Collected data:
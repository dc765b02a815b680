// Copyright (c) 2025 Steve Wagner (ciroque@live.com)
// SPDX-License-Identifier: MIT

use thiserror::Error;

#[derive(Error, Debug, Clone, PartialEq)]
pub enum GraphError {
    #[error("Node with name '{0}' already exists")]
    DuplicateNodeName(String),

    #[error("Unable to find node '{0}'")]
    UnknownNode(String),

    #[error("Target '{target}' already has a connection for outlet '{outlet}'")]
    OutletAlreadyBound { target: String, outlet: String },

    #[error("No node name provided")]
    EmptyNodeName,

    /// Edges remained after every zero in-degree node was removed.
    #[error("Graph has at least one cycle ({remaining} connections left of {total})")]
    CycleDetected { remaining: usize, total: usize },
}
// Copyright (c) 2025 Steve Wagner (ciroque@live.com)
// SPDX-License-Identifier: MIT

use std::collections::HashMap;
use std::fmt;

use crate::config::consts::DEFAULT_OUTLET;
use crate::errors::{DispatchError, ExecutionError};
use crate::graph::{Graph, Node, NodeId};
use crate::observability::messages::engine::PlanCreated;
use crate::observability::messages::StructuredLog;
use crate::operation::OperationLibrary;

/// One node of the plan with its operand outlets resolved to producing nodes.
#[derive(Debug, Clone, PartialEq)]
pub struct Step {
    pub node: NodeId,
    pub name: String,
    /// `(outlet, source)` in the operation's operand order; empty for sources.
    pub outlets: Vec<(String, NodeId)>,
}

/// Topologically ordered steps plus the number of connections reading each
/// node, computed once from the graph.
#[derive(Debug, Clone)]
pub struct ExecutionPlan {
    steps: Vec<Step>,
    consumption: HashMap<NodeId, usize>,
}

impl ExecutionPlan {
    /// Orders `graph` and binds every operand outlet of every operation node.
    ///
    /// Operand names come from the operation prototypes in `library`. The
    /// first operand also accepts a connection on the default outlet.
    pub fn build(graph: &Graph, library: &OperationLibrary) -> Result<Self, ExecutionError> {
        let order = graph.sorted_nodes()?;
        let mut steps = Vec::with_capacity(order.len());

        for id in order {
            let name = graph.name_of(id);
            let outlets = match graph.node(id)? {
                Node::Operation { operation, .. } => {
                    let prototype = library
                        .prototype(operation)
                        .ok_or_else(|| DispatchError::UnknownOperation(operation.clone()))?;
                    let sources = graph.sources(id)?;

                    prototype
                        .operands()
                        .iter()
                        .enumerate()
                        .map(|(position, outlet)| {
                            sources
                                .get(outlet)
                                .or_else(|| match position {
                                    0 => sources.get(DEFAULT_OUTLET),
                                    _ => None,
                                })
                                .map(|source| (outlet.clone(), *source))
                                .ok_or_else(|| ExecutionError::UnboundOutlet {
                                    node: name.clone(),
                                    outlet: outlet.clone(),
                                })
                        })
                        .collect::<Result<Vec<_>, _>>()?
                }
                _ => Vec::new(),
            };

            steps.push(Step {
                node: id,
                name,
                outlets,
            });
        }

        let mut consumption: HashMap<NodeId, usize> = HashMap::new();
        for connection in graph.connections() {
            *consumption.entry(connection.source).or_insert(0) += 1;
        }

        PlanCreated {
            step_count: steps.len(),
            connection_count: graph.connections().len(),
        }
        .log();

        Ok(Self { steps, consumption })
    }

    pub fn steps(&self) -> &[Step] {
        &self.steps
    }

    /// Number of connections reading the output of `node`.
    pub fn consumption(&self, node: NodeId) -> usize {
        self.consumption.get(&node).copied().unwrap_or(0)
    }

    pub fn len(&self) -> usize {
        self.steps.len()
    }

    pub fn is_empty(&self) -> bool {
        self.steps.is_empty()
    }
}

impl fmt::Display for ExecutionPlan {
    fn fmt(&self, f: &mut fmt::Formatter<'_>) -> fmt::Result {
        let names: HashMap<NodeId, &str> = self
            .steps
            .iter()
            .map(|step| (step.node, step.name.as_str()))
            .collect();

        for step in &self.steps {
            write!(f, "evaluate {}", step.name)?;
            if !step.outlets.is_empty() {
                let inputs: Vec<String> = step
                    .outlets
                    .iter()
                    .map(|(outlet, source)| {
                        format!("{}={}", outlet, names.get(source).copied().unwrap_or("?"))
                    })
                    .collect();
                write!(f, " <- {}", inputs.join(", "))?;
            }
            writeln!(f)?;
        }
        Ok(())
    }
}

**Your goal:** Each line above that contains the word "messages" must be copied.

**Task response:**
use crate::observability::messages::engine::PlanCreated;
use crate::observability::messages::StructuredLog;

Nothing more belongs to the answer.